I’m writing from Linhope Street, where Simon and his two flatmates have been good enough to put me up and put up with me on my trip to London. I met Simon briefly in London before I left on my backpacking trip eighteen months ago. He joined me in Peru for two weeks in June, and we walked the Inca Trail. Now he’s inducting me into a far more exotic culture: the London Lad Flat.
Nick Hornby is the tutelary spirit of Linhope. The DVDs and CDs are stacked high. There’s an X-box, big speakers, and a bigger telly. I can’t tell which of the five remote controls I’m to use to change the channel. Since they are all consultants, there are three irons and stacks of clean but rumpled shirts all over the living room, and the fridge is full of Marks & Spencer’s meals of impressively recent vintage. It took me a while to find a dusty tethered phone behind the sofa–in London, the mobile rules. PG Tips tea fuels dressing-gown arguments about classic comedies. “Squeeze the teabag,” instructs Barry as I stir some suspiciously weak-looking stuff for him. His given name is Ian, but when your last name is Whyte, England can’t let the nicknaming opportunity pass.
Simon is a lovely host, good enough to haul himself out to Heathrow to surprise me. Jetlag is a headache-free hangover, and after a quick turn around Regent’s Park and down swanky Marylebone High Street, he allowed me to spend the whole evening lying on the sofa, eating Hob-Nobs and watching two full seasons of the British version of _Coupling_. It’s funny in a loveless way, a farcical _Sex and the City_ predicated on embarrassment, which is still an abundant natural resource here. One episode is based on a woman flipping out when she finds a porn movie in her boyfriend’s video player: chuck her, mate. I’m tired of sit-com shrews.

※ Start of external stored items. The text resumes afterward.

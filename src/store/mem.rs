// In-memory entry store
//
// Entries live in an ordered map keyed by their Prefix string. A subtree is the
// key range [prefix, prefix + U+10FFFF), narrowed to real descendants
// component by component. One write transaction is open at a time; its changes
// are buffered and applied under the write lock on commit.

use anyhow::Result;
use async_trait::async_trait;
use std::collections::BTreeMap;
use std::sync::Arc;
use tokio::sync::{Mutex, OwnedMutexGuard, RwLock};
use tracing::debug;

use super::{Entry, Store, Transaction};
use crate::dn::{Dn, Prefix};

type EntryMap = BTreeMap<String, Entry>;

#[derive(Default)]
pub struct MemStore {
    entries: Arc<RwLock<EntryMap>>,
    writer: Arc<Mutex<()>>,
}

impl MemStore {
    pub fn new() -> Self {
        Self::default()
    }
}

fn range_end(key: &str) -> String {
    format!("{}{}", key, char::MAX)
}

fn in_scope(prefix: &Prefix, key: &str, entry: &Entry, exact: bool) -> bool {
    if exact {
        entry.dn.prefix().to_string() == key
    } else {
        prefix.is_prefix_of(&entry.dn.prefix())
    }
}

fn scan(entries: &EntryMap, prefix: &Prefix, exact: bool) -> Vec<Entry> {
    let key = prefix.to_string();
    if exact {
        return entries.get(&key).cloned().into_iter().collect();
    }
    if prefix.level() == 0 {
        return entries.values().cloned().collect();
    }
    entries
        .range(key.clone()..range_end(&key))
        .filter(|(_, entry)| prefix.is_prefix_of(&entry.dn.prefix()))
        .map(|(_, entry)| entry.clone())
        .collect()
}

#[async_trait]
impl Store for MemStore {
    async fn list(&self, prefix: &Prefix, exact: bool) -> Result<Vec<Entry>> {
        let entries = self.entries.read().await;
        Ok(scan(&entries, prefix, exact))
    }

    async fn begin(&self) -> Result<Box<dyn Transaction>> {
        let gate = self.writer.clone().lock_owned().await;
        Ok(Box::new(MemTransaction {
            entries: self.entries.clone(),
            changes: BTreeMap::new(),
            _gate: gate,
        }))
    }
}

pub struct MemTransaction {
    entries: Arc<RwLock<EntryMap>>,
    // pending writes by key; None marks a deletion
    changes: BTreeMap<String, Option<Entry>>,
    _gate: OwnedMutexGuard<()>,
}

#[async_trait]
impl Transaction for MemTransaction {
    async fn get(&mut self, dn: &Dn) -> Result<Option<Entry>> {
        let key = dn.prefix().to_string();
        if let Some(change) = self.changes.get(&key) {
            return Ok(change.clone());
        }
        let entries = self.entries.read().await;
        Ok(entries.get(&key).cloned())
    }

    async fn list(&mut self, prefix: &Prefix, exact: bool) -> Result<Vec<Entry>> {
        let key = prefix.to_string();
        let mut merged: EntryMap = {
            let entries = self.entries.read().await;
            scan(&entries, prefix, exact)
                .into_iter()
                .map(|entry| (entry.dn.prefix().to_string(), entry))
                .collect()
        };
        for (change_key, change) in &self.changes {
            match change {
                Some(entry) if in_scope(prefix, &key, entry, exact) => {
                    merged.insert(change_key.clone(), entry.clone());
                }
                Some(_) => {}
                None => {
                    merged.remove(change_key);
                }
            }
        }
        Ok(merged.into_values().collect())
    }

    async fn store(&mut self, entry: Entry) -> Result<()> {
        self.changes.insert(entry.dn.prefix().to_string(), Some(entry));
        Ok(())
    }

    async fn delete(&mut self, dn: &Dn) -> Result<()> {
        self.changes.insert(dn.prefix().to_string(), None);
        Ok(())
    }

    async fn commit(self: Box<Self>) -> Result<()> {
        let MemTransaction {
            entries, changes, ..
        } = *self;
        let mut entries = entries.write().await;
        debug!("Committing {} change(s) to memory store", changes.len());
        for (key, change) in changes {
            match change {
                Some(entry) => {
                    entries.insert(key, entry);
                }
                None => {
                    entries.remove(&key);
                }
            }
        }
        Ok(())
    }
}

Like an Oliver Sacks character, my face works for a while before I produce the right words for everyday things. Registration number, not license plate. Cash point, not ATM. A-meen-ity, not a-mehn-ity. On _The Simpsons_, Homer refers to a baseball made out of Secretariat and I have to explain to Linhope what a Secretariat is. As usual, I’m shocked and charmed by the amount and variety of chocolate bars pushed at every turn–stacked high over the cash registers, sold in vending machines on every Tube platform. No wonder the television presenters have fascinatingly wide hips. Simon may yet ban me from muttering, “God, she’d never be hired in the States”, even about Anna Ford, who becomes more extraordinarily beautiful as she ages without the Saran-wrap facelifts that are mandatory on the other side.
On _Newsnight_, Jeremy Paxman, who masters the art of looking bored and outraged at the same time, shreds a Labour Party spokesman over proposed “top-up fees”–discretionary tuition fees of up to three thousand pounds to be levied by individual universities, which are otherwise completely free to students. These pinko debates are a joy after two weeks in Mr. Bush’s America.
The weather is lovely–cold and bright–though wasted on me since I can’t drag myself out of bed before afternoon.
Happy Thanksgiving, New York. Wish you were here.